1. Prove that the derivative of an odd (resp. even) function, when exists, is even (resp. odd)

Since the graph is symmetric with respect to the origin, the slopes of the tangent lines at $x=a$ and $x=-a$ must equal, hence the derivative is even. Similarly for the even function.

2. If $f$ is one-one and continuous, then $f^{-1}$ is also continuous.

This can't be more obvious. $f^{-1}$ is just the reflection of $f$ about the line $y=x$.

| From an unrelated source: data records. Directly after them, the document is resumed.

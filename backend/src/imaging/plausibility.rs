//! Cheap early-reject gate for uploads that are clearly not radiographs.
//!
//! A chest X-ray stored as a color image still has R == G == B at nearly
//! every pixel, so the average per-pixel spread across the three channels
//! stays small. Colour photographs do not. This is an accept/reject
//! heuristic only: any grayscale picture passes.

use image::RgbImage;

use super::upload::{Pixels, UploadedImage};

/// Mean cross-channel standard deviation, on the 0-255 scale, below which
/// an upload is accepted.
pub const GRAYSCALE_SPREAD_THRESHOLD: f64 = 15.0;

/// Average over all pixels of the population standard deviation of each
/// pixel's R, G and B values. An image with no pixels has zero spread.
pub fn mean_channel_spread(image: &RgbImage) -> f64 {
    let pixel_count = u64::from(image.width()) * u64::from(image.height());
    if pixel_count == 0 {
        return 0.0;
    }

    let total: f64 = image
        .pixels()
        .map(|pixel| {
            let [r, g, b] = pixel.0.map(f64::from);
            let mean = (r + g + b) / 3.0;
            let variance = ((r - mean).powi(2) + (g - mean).powi(2) + (b - mean).powi(2)) / 3.0;
            variance.sqrt()
        })
        .sum();

    total / pixel_count as f64
}

/// Single-channel uploads are always accepted. Alpha is dropped and palette
/// images are expanded to RGB on decode, so RGBA, LumaA and indexed PNGs are
/// judged on their gray or RGB values alone.
pub fn is_likely_xray(image: &UploadedImage) -> bool {
    match image.pixels() {
        Pixels::Gray(_) => true,
        Pixels::Color(rgb) => {
            let spread = mean_channel_spread(rgb);
            log::debug!(
                "Mean cross-channel spread {:.3} (threshold {})",
                spread,
                GRAYSCALE_SPREAD_THRESHOLD
            );
            spread < GRAYSCALE_SPREAD_THRESHOLD
        }
    }
}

3. $\displaystyle\int_a^bf(x)dx+\int_b^cf(x)dx=\int_a^cf(x)dx$

The sum of the area from $a$ to $b$ and the area from $b$ to $c$ is, of course, the area from $a$ to $c$.

4. If $f$ is a one-one function one $[a,b]$, then $\displaystyle\int_a^bf(x)dx+\int_{f(a)}^{f(b)}f^{-1}(x)dx=bf(b)-af(a).$

Quite clear if you draw a diagram. The sum of the two integrals is the difference of two rectangles.

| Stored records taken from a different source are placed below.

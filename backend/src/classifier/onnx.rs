//! ONNX model loading and inference via the `ort` crate.

use std::sync::Mutex;

use anyhow::{Result, anyhow};
use ort::session::Session;
use ort::value::TensorRef;

use super::{Classifier, ClassifierError};
use crate::config::ModelConfig;
use crate::imaging::NormalizedTensor;

pub struct OnnxClassifier {
    session: Mutex<Session>,
    input_name: String,
    output_name: String,
}

impl OnnxClassifier {
    pub fn load(config: &ModelConfig) -> Result<Self> {
        let session = Session::builder()?
            .with_intra_threads(config.intra_threads)?
            .commit_from_file(&config.path)?;

        Ok(Self {
            session: Mutex::new(session),
            input_name: config.input_name.clone(),
            output_name: config.output_name.clone(),
        })
    }

    /// Input shape: (1, 299, 299, 3). The first element of the output is
    /// the pneumonia probability.
    fn run(&self, tensor: &NormalizedTensor) -> Result<f32> {
        let input_tensor = TensorRef::from_array_view(tensor.as_array())?;

        let mut session = self
            .session
            .lock()
            .map_err(|e| anyhow!("lock error: {e}"))?;
        let outputs = session.run(ort::inputs![self.input_name.as_str() => input_tensor])?;

        let output_array = outputs[self.output_name.as_str()].try_extract_array::<f32>()?;
        let score = output_array
            .iter()
            .next()
            .copied()
            .ok_or_else(|| anyhow!("model produced an empty output"))?;

        Ok(score)
    }
}

impl Classifier for OnnxClassifier {
    fn name(&self) -> &str {
        "onnx"
    }

    fn predict(&self, tensor: &NormalizedTensor) -> Result<f32, ClassifierError> {
        self.run(tensor)
            .map_err(|e| ClassifierError::Inference(format!("{e:#}")))
    }
}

5. If $f$ is increasing and $f(0)=0$, then for $a,b>0$ we have $\displaystyle\int_0^af(a)dx+\int_0^bf^{-1}(x)dx\ge ab$.

Also clear from the diagram. There's a "leftover" part outside the rectangle of area $ab$.

Of course, these proofs are not rigorous, and possibly not valid at all. Firstly, I only consider the easy cases. Secondly, I used the intuitive properties of geometric objects without proofs.

So I'm wondering, is there any theory that connects calculus with geometry rigorously? Such a theory would help simplify calculus proofs tremendously, as I roughly outlined above.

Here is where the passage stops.